José Valter Canastreiro morreu no sábado, 7 de Fevereiro, ao serviço da corporação de Bombeiros Voluntários de Campo Maior (no distrito de Portalegre), enquanto prestava serviços de apoio às comunidades afectadas pelo mau tempo. Ao PÚBLICO, fonte do posto territorial da GNR de Campo Maior – a vítima era também militar da GNR – descreve José Valter Canastreiro como alguém que “estava sempre disponível”, “trabalhador” e que “fazia a vida dele descansado, sem problemas”. O sentido de comunidade da vítima foi, aliás, destacado pelo presidente da autarquia, Luís Rosinha, que o descreveu às televisões como alguém “altruísta” e “um dos quadros mais competentes” daquele distrito, “extremamente experiente”.
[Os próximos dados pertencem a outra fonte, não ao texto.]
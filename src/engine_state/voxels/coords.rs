//! # Coordinates
//!
//! Integer positions in the world. A [`VoxelCoord`] addresses one block, a
//! [`ChunkCoord`] addresses one chunk on the chunk grid. Converting between the
//! two always floors, so negative voxels land in negative chunks:
//!
//! ```
//! use voxel_world::engine_state::voxels::coords::{ChunkCoord, VoxelCoord};
//!
//! let voxel = VoxelCoord::new(-1, 15, 16);
//! assert_eq!(voxel.chunk(16), ChunkCoord::new(-1, 0, 1));
//! assert_eq!(ChunkCoord::new(-1, 0, 1).origin(16), VoxelCoord::new(-16, 0, 16));
//! ```

use std::fmt;
use std::ops::Add;

use cgmath::{Point3, Vector3};
use serde::{Deserialize, Serialize};

use super::block::block_side::BlockSide;

/// Absolute position of a single block.
#[derive(Debug, Clone, Copy, PartialEq, Eq, Hash, PartialOrd, Ord, Default, Serialize, Deserialize)]
pub struct VoxelCoord {
    pub x: i32,
    pub y: i32,
    pub z: i32,
}

/// Position of a chunk on the chunk grid.
#[derive(Debug, Clone, Copy, PartialEq, Eq, Hash, PartialOrd, Ord, Default, Serialize, Deserialize)]
pub struct ChunkCoord {
    pub x: i32,
    pub y: i32,
    pub z: i32,
}

impl VoxelCoord {
    pub const fn new(x: i32, y: i32, z: i32) -> Self {
        Self { x, y, z }
    }

    /// Returns the chunk containing this voxel.
    pub fn chunk(self, chunk_size: i32) -> ChunkCoord {
        ChunkCoord::of_voxel(self, chunk_size)
    }

    /// Returns the adjacent voxel on the given side.
    pub fn neighbor(self, side: BlockSide) -> VoxelCoord {
        self + side.offset()
    }

    /// Returns the voxel containing a world-space point.
    pub fn from_world_position(position: Vector3<f32>) -> Self {
        Self::new(
            position.x.floor() as i32,
            position.y.floor() as i32,
            position.z.floor() as i32,
        )
    }
}

impl ChunkCoord {
    pub const fn new(x: i32, y: i32, z: i32) -> Self {
        Self { x, y, z }
    }

    /// Floor-divides a voxel position by the chunk edge length.
    pub fn of_voxel(voxel: VoxelCoord, chunk_size: i32) -> Self {
        Self::new(
            voxel.x.div_euclid(chunk_size),
            voxel.y.div_euclid(chunk_size),
            voxel.z.div_euclid(chunk_size),
        )
    }

    /// Voxel coordinate of this chunk's (0, 0, 0) corner.
    pub fn origin(self, chunk_size: i32) -> VoxelCoord {
        VoxelCoord::new(self.x * chunk_size, self.y * chunk_size, self.z * chunk_size)
    }

    /// Largest absolute per-axis difference. Render distance is a cube, so
    /// this is the distance used for range checks and apply priority.
    pub fn chebyshev_distance(self, other: ChunkCoord) -> i32 {
        (self.x - other.x)
            .abs()
            .max((self.y - other.y).abs())
            .max((self.z - other.z).abs())
    }

    /// Returns the chunk adjacent to this one on the given side.
    pub fn neighbor(self, side: BlockSide) -> ChunkCoord {
        let offset = side.offset();
        Self::new(self.x + offset.x, self.y + offset.y, self.z + offset.z)
    }

    /// The six face-adjacent chunks, in [`BlockSide::all`] order.
    pub fn neighbors(self) -> [ChunkCoord; 6] {
        BlockSide::all().map(|side| self.neighbor(side))
    }

    /// Every chunk within Chebyshev `radius` of this one, including itself.
    pub fn cube(self, radius: i32) -> impl Iterator<Item = ChunkCoord> {
        let range = -radius..=radius;
        range.clone().flat_map(move |dx| {
            let range = range.clone();
            range.clone().flat_map(move |dy| {
                range
                    .clone()
                    .map(move |dz| ChunkCoord::new(self.x + dx, self.y + dy, self.z + dz))
            })
        })
    }
}

impl Add<Vector3<i32>> for VoxelCoord {
    type Output = VoxelCoord;

    fn add(self, offset: Vector3<i32>) -> VoxelCoord {
        VoxelCoord::new(self.x + offset.x, self.y + offset.y, self.z + offset.z)
    }
}

impl From<Point3<i32>> for VoxelCoord {
    fn from(point: Point3<i32>) -> Self {
        Self::new(point.x, point.y, point.z)
    }
}

impl From<VoxelCoord> for Point3<i32> {
    fn from(voxel: VoxelCoord) -> Self {
        Point3::new(voxel.x, voxel.y, voxel.z)
    }
}

impl From<Point3<i32>> for ChunkCoord {
    fn from(point: Point3<i32>) -> Self {
        Self::new(point.x, point.y, point.z)
    }
}

impl From<ChunkCoord> for Point3<i32> {
    fn from(chunk: ChunkCoord) -> Self {
        Point3::new(chunk.x, chunk.y, chunk.z)
    }
}

impl fmt::Display for VoxelCoord {
    fn fmt(&self, f: &mut fmt::Formatter<'_>) -> fmt::Result {
        write!(f, "({}, {}, {})", self.x, self.y, self.z)
    }
}

impl fmt::Display for ChunkCoord {
    fn fmt(&self, f: &mut fmt::Formatter<'_>) -> fmt::Result {
        write!(f, "[{}, {}, {}]", self.x, self.y, self.z)
    }
}

#[cfg(test)]
mod tests {
    use super::*;

    #[test]
    fn test_chunk_origin_contains_voxel() {
        for &size in &[1, 4, 16] {
            for x in -40..40 {
                for &(y, z) in &[(0, 0), (-17, 33), (5, -1)] {
                    let voxel = VoxelCoord::new(x, y, z);
                    let origin = voxel.chunk(size).origin(size);

                    assert!(origin.x <= voxel.x && voxel.x < origin.x + size);
                    assert!(origin.y <= voxel.y && voxel.y < origin.y + size);
                    assert!(origin.z <= voxel.z && voxel.z < origin.z + size);
                }
            }
        }
    }

    #[test]
    fn test_negative_voxels_floor() {
        assert_eq!(VoxelCoord::new(-1, -16, -17).chunk(16), ChunkCoord::new(-1, -1, -2));
        assert_eq!(VoxelCoord::new(0, 15, 16).chunk(16), ChunkCoord::new(0, 0, 1));
    }

    #[test]
    fn test_chebyshev_distance() {
        let a = ChunkCoord::new(0, 0, 0);
        assert_eq!(a.chebyshev_distance(ChunkCoord::new(2, -1, 1)), 2);
        assert_eq!(a.chebyshev_distance(ChunkCoord::new(-3, 3, 3)), 3);
        assert_eq!(a.chebyshev_distance(a), 0);
        assert_eq!(
            ChunkCoord::new(1, 5, 2).chebyshev_distance(ChunkCoord::new(4, 4, 4)),
            ChunkCoord::new(4, 4, 4).chebyshev_distance(ChunkCoord::new(1, 5, 2))
        );
    }

    #[test]
    fn test_cube_covers_radius() {
        let center = ChunkCoord::new(3, -2, 7);
        let cube: Vec<_> = center.cube(2).collect();

        assert_eq!(cube.len(), 125);
        assert!(cube.iter().all(|c| c.chebyshev_distance(center) <= 2));
        assert_eq!(center.cube(0).collect::<Vec<_>>(), vec![center]);
    }

    #[test]
    fn test_neighbors_are_adjacent() {
        let center = ChunkCoord::new(0, 0, 0);
        for neighbor in center.neighbors() {
            assert_eq!(center.chebyshev_distance(neighbor), 1);
            let manhattan = neighbor.x.abs() + neighbor.y.abs() + neighbor.z.abs();
            assert_eq!(manhattan, 1);
        }
    }

    #[test]
    fn test_world_position_floors() {
        let voxel = VoxelCoord::from_world_position(Vector3::new(-0.5, 3.99, 16.0));
        assert_eq!(voxel, VoxelCoord::new(-1, 3, 16));
    }
}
O bombeiro e militar da GNR, que tinha 46 anos, deixa dois filhos menores, apurou o PÚBLICO, e uma comunidade a viver “momentos de grande consternação”, como referiu Luís Rosinha ao início da noite de sábado. No posto da GNR onde exercia funções, a morte de José Valter Canastreiro é sentida como “uma perda muito grande”. “Claro que custa, são muitos anos a trabalhar aqui com ele”, disse a mesma fonte ao PÚBLICO.
José Valter Canastreiro tinha prestado serviço no corpo de fuzileiros, uma unidade de Forças Especiais da Marinha Portuguesa, e era também mergulhador. De acordo com as declarações de Luís Rosinha, as circunstâncias da morte ainda estão a ser apuradas, mas estarão relacionadas com “uma grande corrente de água na zona onde o José fazia o seu trabalho de reconhecimento”. O corpo vai ser autopsiado, encontrando-se o cadáver na morgue do Hospital de Elvas, disse fonte do município à agência Lusa.
A Câmara de Campo Maior decretou três dias de luto municipal na sequência deste óbito, reconhecendo “aquilo que é a perda [de uma vida] no sentido da missão que o José Valter estava a fazer, porque estava a tentar ajudar os seus, como fez durante toda a vida”, sublinhou ainda o presidente do município no sábado.
O apoio psicológico já foi também disponibilizado tanto à família da vítima, como ao corpo de bombeiros, garantiu o autarca. “Campo Maior, neste momento, vive um momento trágico”, terminou.
Nas redes sociais as mensagens de condolências têm-se multiplicado, com a corporação de bombeiros onde era voluntário a destacar que “José Valter Cunha Canastreiro dedicou a sua vida à protecção de pessoas e bens, servindo a comunidade com coragem, profissionalismo e elevado sentido de missão”. “A sua entrega, disponibilidade e espírito de sacrifício permanecerão para sempre na memória de todos os que com ele tiveram o privilégio de trabalhar e conviver”, lê-se na mesma publicação.
O bombeiro foi sócio fundador do Grupo de Ecologia e Desportos de Aventura — GEDA, uma associação sem fins lucrativos sediada em Campo Maior, entidade que, também nas redes sociais, evidencia o “espírito de associação” da vítima: “José Valter Canastreiro, destemido e com espírito de missão, imprimiu nesta instituição parte da sua garra e irreverência nos primeiros anos da mesma.”
Trata-se, até ao momento, da 14.ª vítima mortal associada ao impacto das tempestades que há mais de uma semana assolam o território de Portugal continental.